NO REGRETS is a good-looking book with over 70 glossy, full colour photos. These photos really anchor the book as very few of the shots have Ace in his costume or performing live. There are millions of those types of photos around. And we have all seen them before. The vast majority of the photos are causal shots without makeup providing a rare glimpse behind the scenes and into his life. Ace really dug deep into the archives and there are some great visuals here.
Ace is an entertaining and spontaneous storyteller. His tales of adventure come across as free-spirited (or some might say irresponsible) but as they title he says, no regrets. I think Ace can look back with no regrets because of his dumb luck and good fortune. The number of stupid risks he took is astonishing and somehow (mostly because of his rockstar fame and authorities looking the other way) he has escaped relatively unscathed. Any number of his misadventures could have ended up resulting in jail time, ruining his career, or even causing fatalities. If anyone of things had happened the title of the book might have been very different.

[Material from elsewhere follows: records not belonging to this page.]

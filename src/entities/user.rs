//! User entity - Entità utente con metodi per gestione password

use bcrypt::{DEFAULT_COST, hash, verify};
use serde::{Deserialize, Serialize};

#[derive(Serialize, Deserialize, Debug, Clone, sqlx::FromRow)]
pub struct User {
    pub user_id: i32,
    pub username: String,
    pub password: String,
    pub full_name: Option<String>,
    pub profile_image_url: Option<String>,
}

impl User {
    /// Verify if target_password matches the stored hashed password
    pub fn verify_password(&self, target_password: &str) -> bool {
        verify(target_password, &self.password).unwrap_or(false)
    }

    /// Hash a password using bcrypt with default cost
    pub fn hash_password(password: &str) -> Result<String, bcrypt::BcryptError> {
        let hash = hash(password, DEFAULT_COST)?;
        Ok(hash)
    }

    /// Nome da mostrare accanto ai messaggi: full_name se presente, altrimenti username
    pub fn display_name(&self) -> &str {
        self.full_name.as_deref().unwrap_or(&self.username)
    }
}
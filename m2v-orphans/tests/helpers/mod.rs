//! Test Helper Utilities
//!
//! Shared setup for m2v-orphans integration tests
#![allow(dead_code)]

pub mod fake_backend;

pub use fake_backend::{create_catalog_database, BackendState, FakeBackend};

use chrono::{NaiveDate, NaiveTime};
use m2v_common::config::LoggingConfig;
use m2v_common::{ConfigSource, Settings};
use m2v_orphans::db::videos::CatalogDb;
use m2v_orphans::models::NewOrphan;
use sqlx::SqlitePool;
use std::path::{Path, PathBuf};
use tempfile::TempDir;

/// Host name the fake backend and the local host share
pub const BACKEND_HOST: &str = "127.0.0.1";

/// Scratch area for one test: orphan store, backend catalog database,
/// recordings, samples and videos dirs
pub struct TestEnv {
    pub temp_dir: TempDir,
    /// Orphan store
    pub pool: SqlitePool,
    /// Backend's catalog database, written by the fake `Video/AddVideo`
    pub catalog_db: SqlitePool,
    pub backend: FakeBackend,
    pub settings: Settings,
}

impl TestEnv {
    pub async fn new() -> Self {
        let temp_dir = TempDir::new().unwrap();
        let root = temp_dir.path();
        for dir in ["recordings", "samples", "videos"] {
            std::fs::create_dir_all(root.join(dir)).unwrap();
        }

        let database_path = root.join("m2v.db");
        let pool = m2v_common::db::init_database(&database_path).await.unwrap();
        let catalog_path = root.join("mythconverg.db");
        let catalog_db = create_catalog_database(&catalog_path).await;
        let backend = FakeBackend::start(catalog_db.clone()).await;

        let settings = Settings {
            mythbackend: BACKEND_HOST.to_string(),
            api_port: backend.port(),
            tv_recordings_dir: root.join("recordings"),
            recording_filename_pattern: "*.mpg".to_string(),
            video_samples_dir: root.join("samples"),
            preview_duration: 300,
            vidconverter: PathBuf::from("ffmpeg"),
            preview_quality: 5,
            database_path,
            local_hostname: BACKEND_HOST.to_string(),
            mythtv_database_url: Some(format!("sqlite://{}", catalog_path.display())),
            logging: LoggingConfig::default(),
            source: ConfigSource::Defaults,
        };

        Self {
            temp_dir,
            pool,
            catalog_db,
            backend,
            settings,
        }
    }

    /// Catalog database connection opened the way the CLI opens it
    pub async fn connect_catalog_db(&self) -> CatalogDb {
        let url = self.settings.mythtv_database_url.as_deref().unwrap();
        CatalogDb::connect(url).await.unwrap()
    }

    pub fn recordings_dir(&self) -> &Path {
        &self.settings.tv_recordings_dir
    }

    pub fn videos_dir(&self) -> PathBuf {
        self.temp_dir.path().join("videos")
    }

    /// Write a recording file of `size` bytes (sparse where supported)
    pub fn write_recording(&self, filename: &str, size: u64) -> PathBuf {
        let path = self.recordings_dir().join(filename);
        let file = std::fs::File::create(&path).unwrap();
        file.set_len(size).unwrap();
        path
    }
}

/// Orphan record with fixed, plausible attributes
pub fn sample_orphan(directory: &Path, filename: &str, filesize: i64) -> NewOrphan {
    NewOrphan {
        hostname: BACKEND_HOST.to_string(),
        title: String::new(),
        directory: directory.to_string_lossy().into_owned(),
        filename: filename.to_string(),
        filesize,
        duration: 20,
        start_date: NaiveDate::from_ymd_opt(2023, 6, 15).unwrap(),
        start_time: NaiveTime::from_hms_opt(7, 0, 0).unwrap(),
        subtitle: String::new(),
        channel_id: "1008".to_string(),
        channel_number: 8,
        channel_name: "KQED".to_string(),
    }
}
//! Video catalog records (`videometadata`)
//!
//! Owned by the backend. This crate only looks rows up by (host, filename)
//! and overwrites a handful of descriptive fields.

use chrono::NaiveDate;
use serde::Serialize;

/// Catalog record for a registered video file
#[derive(Debug, Clone, PartialEq, Eq, Serialize, sqlx::FromRow)]
pub struct VideoMetadata {
    pub intid: i64,
    pub title: String,
    pub subtitle: String,
    /// Release year
    pub year: i64,
    pub releasedate: Option<NaiveDate>,
    /// Length in minutes
    pub length: i64,
    /// Path relative to the Videos storage group directory
    pub filename: String,
    pub host: String,
    /// Content classification (MOVIE, TELEVISION, ...)
    pub contenttype: String,
}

All the classic Ace stories are here. The electrocution, the near-drowning(s), the self-inflicted gunshot wound, the multiple missed flights, the addictions, the crashed Porsche and of course the crashed DeLorian story which was immortalized in his song ‘Rock Soldiers’. This guy has a horseshoe up his ass. All these legendary stories we as fans have heard time and time again, are finally detailed from the source. It’s nice to read the truth, or at least his version of the truth. It’s clear he still harbours some deep emotional wounds and still holds a pretty serious grudge against Gene and to a lesser degree Paul.
The major flaw and my only complaint with his book are the appalling lack of detail about the recent years of his life. The last quarter century of Ace’s life (roughly 1987-today) is glossed over in less than 50 pages of the books 300 page length. All of the info about Frehley’s Comet, The Criss/Frehley Bad Boys Tour, the KISS Reunion Tour, and his rebirth as a solo artist are all skimmed over in disappointingly superficial detail. Sure, the vast majority of casual readers want to read about in his decade in KISS circa 1973-1982, I get it. For the rest of us, the true fans who have supported him over the years, it felt like a slap in the face to skip whole huge chunks of his life story.
Ace comes across as a sincere and likeable fellow, generous to a fault, always up for a good time and ready to share the wealth with like-minded party people, like comedian John Belushi. We all know how that ended. Likely, the most sensitive and musically minded of the four original members it was fascinating to read about his early days, his descent into drug and alcohol abuse and eventual recovery. His life story is tragic and enviable at the same time. Ace will always be Ace, as time of writing (December 2012) he just broke his arm in a fall at his home. At least it wasn’t during his book signing tour!